Extracted data:
-------

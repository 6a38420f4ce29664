//! Stack of screens pushed on top of the recipe list.

#[derive(Debug, Clone, PartialEq)]
pub struct NavigationStack<T> {
    path: Vec<T>,
}

impl<T> NavigationStack<T> {
    pub fn new() -> Self {
        Self { path: Vec::new() }
    }

    /// Navigate forward to `value`.
    pub fn push(&mut self, value: T) {
        self.path.push(value);
    }

    /// Navigate back one screen. `None` when already at the root.
    pub fn pop(&mut self) -> Option<T> {
        self.path.pop()
    }

    /// Pop up to `count` screens and return how many were removed.
    pub fn pop_count(&mut self, count: usize) -> usize {
        let removed = count.min(self.path.len());
        self.path.truncate(self.path.len() - removed);
        removed
    }

    pub fn pop_to_root(&mut self) {
        self.path.clear();
    }

    pub fn top(&self) -> Option<&T> {
        self.path.last()
    }

    pub fn len(&self) -> usize {
        self.path.len()
    }

    pub fn is_empty(&self) -> bool {
        self.path.is_empty()
    }

    pub fn iter(&self) -> impl Iterator<Item = &T> {
        self.path.iter()
    }
}

impl<T> Default for NavigationStack<T> {
    fn default() -> Self {
        Self::new()
    }
}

-------

Task details: What is the number of lines above that contain the string "count"? Answer with the number alone.

Reply to the task: 3